I work in an environment that is primarily male, primarily Christian, and primarily conservative. I have turned away or kept my thoughts to myself when jokes about the LGBT community are voiced, I have held my tongue when their rights are questioned. I have committed the crime of inaction and not speaking when I felt it would be damaging for my esteem or when I was unsure of if my speaking out would be supported. I’ve heard our CEO talk about the micro-aggressions women and minorities in the workplace hear day in and day out – and believe me, I have kept micro- and macro- aggressions based on my gender to myself more than I’d like to admit – but I don’t think he really knows what that feels like or what falls outside his filter. The crime here is passive, one of ignorance and carelessness. We continue to ostracize the LGBT community and all of its members by not being openly welcoming; by not broadcasting an open and protected environment, by not addressing their safety and protection when in the public, and by not recruiting within the community. Of course, our workplace probably isn’t the most open or protective, — and because our state is not protective, there is no financial incentive for us to change. But my voice does not have be silent.

I have also misapplied my voice in another area, and this is one that I see common across HR and legal departments. I cannot tell you the defensive, adrenaline-based glee an HR or legal department will take when a woman files a complaint (either within the “system” or within company-reporting mechanisms) of sex harassment. I cannot tell you the number of mindless emails I have read between said complainant and everyone else in the world to find a reason her complaint would not be valid. Of course, protecting the company is paramount, but what if we’re protecting the wrong thing? What if all of those stacks of performance reviews that show less than rock star performance or the flirtatious emails with another coworker mean absolutely nothing? What if by investigating that way, we create an environment when victims don’t come forward because they don’t want their lives examined piece by piece? Are we really victim blaming when an employee complains? I like to think of several investigations I have done where this was not the case, — where I looked at the situation in isolation and showed the appropriate compassion for the complainant. But, I know I have also fallen prey to the Eureka! moment when I find something unsavory to use against a plaintiff prior to the Company’s response or a deposition.

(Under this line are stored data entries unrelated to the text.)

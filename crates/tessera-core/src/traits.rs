//! Collaborator traits for the audit log.
//!
//! These define everything the log needs from the outside world:
//!
//! - `RecordStore`: ordered persistent storage of records
//! - `ConfigStore`: versioned storage of signing configurations
//! - `TimeSource`: wall-clock or trusted time
//! - `Scheduler`: periodic "sign now" trigger
//!
//! The sequence queue, configuration manager, validator, and exporter only
//! ever talk to these traits, never to a concrete backend.

use std::time::Duration;

use chrono::{DateTime, Utc};

use tessera_contracts::{error::TesseraResult, record::AuditRecord, signing::SigningConfig};

/// Criteria for querying or deleting records.
///
/// Unset fields do not constrain the result. Results are always ordered by
/// `(node_id, sequence_number)` ascending.
#[derive(Debug, Clone, Default, PartialEq)]
pub struct RecordFilter {
    pub node_id: Option<String>,
    /// Inclusive lower bound.
    pub from_sequence: Option<u64>,
    /// Exclusive upper bound.
    pub below_sequence: Option<u64>,
    /// Only records with `timestamp <= upto`.
    pub upto: Option<DateTime<Utc>>,
    pub limit: Option<usize>,
}

impl RecordFilter {
    pub fn for_node(node_id: impl Into<String>) -> Self {
        Self {
            node_id: Some(node_id.into()),
            ..Self::default()
        }
    }

    pub fn from_sequence(mut self, sequence_number: u64) -> Self {
        self.from_sequence = Some(sequence_number);
        self
    }

    pub fn below_sequence(mut self, sequence_number: u64) -> Self {
        self.below_sequence = Some(sequence_number);
        self
    }

    pub fn upto(mut self, timestamp: DateTime<Utc>) -> Self {
        self.upto = Some(timestamp);
        self
    }

    pub fn limit(mut self, max_results: usize) -> Self {
        self.limit = Some(max_results);
        self
    }

    /// Return true if `record` satisfies every set criterion.
    pub fn matches(&self, record: &AuditRecord) -> bool {
        if let Some(node_id) = &self.node_id {
            if &record.node_id != node_id {
                return false;
            }
        }
        if let Some(from) = self.from_sequence {
            if record.sequence_number < from {
                return false;
            }
        }
        if let Some(below) = self.below_sequence {
            if record.sequence_number >= below {
                return false;
            }
        }
        if let Some(upto) = self.upto {
            if record.timestamp > upto {
                return false;
            }
        }
        true
    }
}

/// Ordered persistent storage of audit records, keyed by
/// `(node_id, sequence_number)`.
///
/// Implementations provide their own transactional isolation for single
/// writes. Reads must fail with `IntegrityCheckFailed` when a row's
/// storage-level checksum does not match its content.
pub trait RecordStore: Send + Sync {
    /// Persist a fully allocated record.
    fn insert(&self, record: &AuditRecord) -> TesseraResult<()>;

    /// Records matching `filter`, ascending by `(node_id, sequence_number)`.
    fn find_ordered(&self, filter: &RecordFilter) -> TesseraResult<Vec<AuditRecord>>;

    /// A single record, read on its own so a corrupt neighbor cannot mask it.
    fn find_by_sequence(&self, node_id: &str, sequence_number: u64)
        -> TesseraResult<Option<AuditRecord>>;

    /// The most recent signed record with `timestamp <= before`.
    fn find_last_signed(
        &self,
        node_id: &str,
        before: DateTime<Utc>,
    ) -> TesseraResult<Option<AuditRecord>>;

    /// Unsigned records with a sequence number above `sequence_number`, ascending.
    fn find_unsigned_after(&self, node_id: &str, sequence_number: u64)
        -> TesseraResult<Vec<AuditRecord>>;

    /// Move the record at `from` to sequence number `to`.
    fn renumber(&self, node_id: &str, from: u64, to: u64) -> TesseraResult<()>;

    /// Delete every record matching `filter`; returns how many were removed.
    fn delete_where(&self, filter: &RecordFilter) -> TesseraResult<usize>;

    /// Every node that has written at least one record, sorted.
    fn node_ids(&self) -> TesseraResult<Vec<String>>;
}

/// Versioned storage of signing configurations. Configs are never deleted.
pub trait ConfigStore: Send + Sync {
    fn insert_config(&self, config: &SigningConfig) -> TesseraResult<()>;

    fn find_config(&self, id: u64) -> TesseraResult<Option<SigningConfig>>;

    /// The config with the highest id, i.e. the current one.
    fn find_latest_config(&self) -> TesseraResult<Option<SigningConfig>>;

    /// Every config version, ascending by id.
    fn list_configs(&self) -> TesseraResult<Vec<SigningConfig>>;
}

/// A timestamp plus whether the clock that produced it is synchronized.
#[derive(Debug, Clone, Copy, PartialEq, Eq)]
pub struct Timestamp {
    pub at: DateTime<Utc>,
    pub synchronized: bool,
}

/// Source of record timestamps.
///
/// Sequence numbers, not timestamps, anchor integrity; an unsynchronized
/// clock is tolerated as long as it does not run backwards.
pub trait TimeSource: Send + Sync {
    fn now(&self) -> Timestamp;
}

/// Periodic trigger for forced signing boundaries.
pub trait Scheduler: Send + Sync {
    /// Cancel any running timer and start a new one firing every `interval`.
    fn schedule(&self, interval: Duration);

    /// Stop the running timer, if any.
    fn cancel(&self);
}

It hit me like a ton of bricks when I thought of it that way. Men that know this is the approach a company takes feel free to treat women as sexual objects in the workplace, they feel freer to make sexist comments, they feel okay to show the power they have over women. They know the burden of proof is on the complainant, and that everyone knows she doesn’t have a squeaky clean slate (because who does, right?). And so many women will not share what it is really like day to day. I have tried to capture for myself what it is really like to be a woman in the workplace, — but can’t believe the words I’ve written myself. Why is the bright-line test creating doubt about the employee’s record or behavior instead of finding irrefutable proof from the accused? This is a watered-down version of what defense attorneys do with rape survivors, re-victimizing them in public and on-record. I wholeheartedly believe the accused are innocent until proven guilty, — but defendants in public trial have to at least show their whereabouts and records along with the record and whereabouts of the plaintiffs. Why don’t we look at it the same way? Is it because our competitive nature kicks in when a claim is filed, getting our adrenaline running to play defense? Is it because we never liked her anyway? Is it because we’ve put up with a lot worse and never complained? Is it because we second-guess our own worth in the workplace?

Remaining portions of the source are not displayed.